This concept continued unabated until fairly recent times. In the United States, the first significant government program to help with care of an older adult (this is sort of a stretch) was the act which created the Social Security Administration in 1936. FDR set up mechanisms so that there would be funds available to care for older adults. The older adults could access them when they turned 65.
In 1965 Medicare was begun to vastly increase the amount of medical care given to elders. Note none of this money was ever devoted to paying family caregivers, as it was still conceived as not being in government’s assigned duties.
The Medicaid program was created by the same act in 1965, but wasn’t really extended to the elderly in any significant way until 1972, when SSI (elderly welfare recipients) were automatically included in Medicaid.
The only purpose for Medicaid was to pay nursing home costs for poor elderly people; nothing else. Finally, in 1981 came the Home and Community Based Waiver program which allowed Medicaid to pay for some people to leave nursing homes and return to their homes (or to assisted living, which cost less than nursing homes) with caregivers. It was a small program started on a trial basis. That basically leads us to where we are today.
Medicaid is a federal government program (meaning that the federal government pays over half of the costs of the program) but is administered by the states.
There are “core” rules and regulations that each state must adhere to, but states are free to deviate or experiment a little with the approval of the federal government. That is why you will find differences in rules and programs from state to state.
For example, a “core” rule is that a single individual cannot have more than $2,000 in total assets (not counting the values of their home and one car) to be eligible for Medicaid.
Another “core” rule is that they have to have income at or below the poverty level, as defined every year by the federal government. The federal government intended Medicaid to be for “poor” people, not the middle class.
In recent years, Medicaid is trying to cut costs where it can (I didn’t say it is cutting costs, but that it is trying to). Because it is always cheaper for the government to pay for assisted living or for a certain number of hours a week for caregivers to come in rather than for nursing home costs, those types of programs have grown a little. But those programs remain a very small proportion of total Medicaid payments.
I will give you some examples from Texas, where I live, because those are the rules that I know best. Keep in mind that the rules may not be exactly the same in your state, but chances are that they are similar.

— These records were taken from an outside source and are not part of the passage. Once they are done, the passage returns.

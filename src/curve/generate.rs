use crate::curve::error::CurveErr;
use crate::curve::types::{CurvePoint, CurveSettings};
use crate::design::types::DesignParameters;
use crate::error::SscomputeErr;
use crate::sample_size::compute_ss::compute_sample_size;
use crate::util::round::round_to;
use tracing::trace;

const EFFECT_SIZE_PLACES: i32 = 3;

/// Total sample size across a grid of effect sizes from 0.2x to 2.5x the
/// design's |effect size|, 21 points in increasing order of effect size.
/// Everything but the effect size is held fixed.
///
/// Effect sizes are reported at 3 decimal places, so when the grid spacing
/// drops below 0.001 (|effect size| under about 0.009 with the default
/// grid) neighbouring points can share the same reported effect size. The
/// sample sizes are still computed from the unrounded grid values.
pub fn generate_curve(params: &DesignParameters) -> Result<Vec<CurvePoint>, SscomputeErr> {
    generate_curve_with(params, &CurveSettings::default())
}

/// As `generate_curve`, with the grid taken from `settings`.
/// Returns an empty curve when the design's effect size is zero, since there
/// is no baseline to scale around.
pub fn generate_curve_with(
    params: &DesignParameters,
    settings: &CurveSettings,
) -> Result<Vec<CurvePoint>, SscomputeErr> {
    params.validate()?;
    settings.validate()?;
    if params.effect_size == 0.0 {
        return Ok(Vec::new());
    }

    let base = params.effect_size.abs();
    let min_es = base * settings.lower_multiplier;
    let max_es = base * settings.upper_multiplier;
    if !max_es.is_finite() {
        return Err(CurveErr::EffectRangeOverflow {
            effect_size: params.effect_size,
        }
        .into());
    }
    let step_size = (max_es - min_es) / settings.steps as f64;

    (0..=settings.steps)
        .map(|i| {
            let es = min_es + i as f64 * step_size;
            let res = compute_sample_size(&params.with_effect_size(es))?;
            trace!(effect_size = es, total_n = res.total_n, "curve point");
            Ok(CurvePoint {
                effect_size: round_to(es, EFFECT_SIZE_PLACES),
                sample_size: res.total_n,
            })
        })
        .collect()
}
//----------------------------------------
// cli errors
//----------------------------------------
use crate::error::SscomputeErr;
use crate::power::types::ComputationTarget;
use thiserror::Error;

#[derive(Error, Debug)]
pub enum CliErr {
    #[error("{0}")]
    Compute(#[from] SscomputeErr),
    #[error("while reading parameter file: {0}")]
    Io(#[from] std::io::Error),
    #[error("while parsing JSON: {0}")]
    Json(#[from] serde_json::Error),
    #[error("--n1 is required when solving for {0:?}")]
    MissingGroupSize(ComputationTarget),
}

Elders now can have income up to 300% of the federal poverty level and still qualify for Medicaid to pay for nursing homes. It sounds like a lot of money, but really it isn’t.
There is an “interest list” of people on Medicaid waiting to be on the Community Based Alternative Waiver program. For people on Medicaid and not in a nursing home (i.e. cared for by relatives at home) the wait is about two years. People on Medicaid in nursing homes who want to go home or to assisted living, are added to the top of the interest list, not the bottom. After all, the purpose is to take people out of nursing homes, if possible.
Texas pays for 40 hours a week of caregiving, and the caregiver cannot be a relative. The caregiver comes from home care agencies that contract with the state. I’m guessing that Vermont runs their Community Based Alternative Waiver program, slightly differently, allowing relatives, (but not the spouse) to be paid after getting a certain amount of training and contracting with the state to do the care. Always paperwork when you deal with the state- right? At least that’s what I read when I looked over Vermont’s Medicaid rules. Remember all this is in relation to POOR people, not the middle class.
Will the middle class ever be paid to caregive their loved ones in the United States? I, for one, doubt it. The United States has never defined the Federal Government’s role as providing care giving for elders, except for the poor. Advocating for this benefit is good. It may get it put on the “interest list” for additional benefits. Others may disagree with my opinion. I’m just saying…
Carole Larkin MAG, CMC, DCP, EICS is a geriatric care manager who specializes in helping families with Alzheimer’s and related dementias issues. She also trains caregivers in home care companies, assisted livings, memory care communities, and nursing homes in dementia specific techniques for best care of dementia sufferers. ThirdAge Services LLC, is located in Dallas, TX.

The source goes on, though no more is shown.